Preparation and processing of Medicinal Aromatic Plant.
• Herbs: crude plant material such as leaves, flowers, fruit, seed, stems, wood, bark, roots, rhizomes or other plant parts, which may be entire, fragmented or powdered.
• Herbal materials: in addition to herbs, fresh juices, gums, fixed and essential oils, and resins. In some countries, these materials may be processed by various local procedures, such as steaming, roasting, or stir-baking with honey, alcoholic beverages or other materials.

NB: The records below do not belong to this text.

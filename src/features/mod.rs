//! Feature modules
//!
//! - Chroma input (validation, frame averaging, extractor boundary)
//! - Key estimation

pub mod chroma;
pub mod key;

• Active ingredients: active ingredients refer to the medicinal properties ofherbs. In herbal medicines where the active ingredients have been identified, the preparation of these medicines should be standardized to contain a defined amount of the active ingredients, if adequate analytical methods are available. In cases where it is not possible to identify the active ingredients, the whole herbal medicine may be considered as one active ingredient.
• Herbal preparations: the basis for finished herbal products and may include:
• powdered herbal materials – can be shade, oven, or freeze dried, depending on the required moisture content, and in small-scale production systems, packaged into plastic bags to keep fresh. Sun-drying should be avoided as the UV can destroy the medicinal properties. Sophisticated processing by pharmaceuticals can compress into pills or capsules to prolong shelf-life and facilitate dosing. These should then be stored in tamper proof containers;
• suspensions – mixture of powder and water, with some form of preservative, requires no specialist equipment, and can be mixed directly before use;
• creams and gels –blended or liquidised plant parts combine with aqueous cream or gel. This can then be packaged into plastic tubes or containers, facilitating application onto the skin, where medicinal properties are then easily absorbed;
• teas – simple processing dries leaves ready for adding to boiling water. When loose tea is put into bags it ensures an even dosage, but the equipment required is specialised and expensive, so best left to products traded in large quantities;
• tinctures, syrups and fatty oils – tinctures are alcohol based herbal extracts, and syrups are tinctures with a lower alcohol content. As with oil extraction, they are produced by extraction, fractionation, purification, cold processing, or other physical or biological processes, and preserved with alcohol. In the most simple of processed forms, they can include preparations made by steeping or heating herbal materials in alcoholic beverages and/or honey, or in other materials. They are stable and convenient to administer, and being liquid makes their dosage regulation simple. They are best packaged in brown tinted glass bottles to protect from the light, and preferably with dropper tops to help measure out small doses.
• Product labelling: both useful for branding the product and providing information about the product, its use, any warnings, expiry dates, and dosing. The branding and colouring on a label are important marketing tools.
• Defining dosages: Most processing technologies produce products which are a concentrated form of the MAP, which can mean there is a risk of overdose. It is therefore important to calculate appropriate dosages of processed product relative to the unprocessed form. Basic dosage recommendations – amount to take and how often - vary with a number of variables: body weight, severity of condition, nature of herbs and rate of absorption.
There may be circumstances where it is not advisable to take some MAPs, including pregnancy, if there is a known allergic response, or if already taking medication which may interact or interfere. It is thus of critical importance that MAPs be processed and administered by a knowledgeable and experienced practitioner.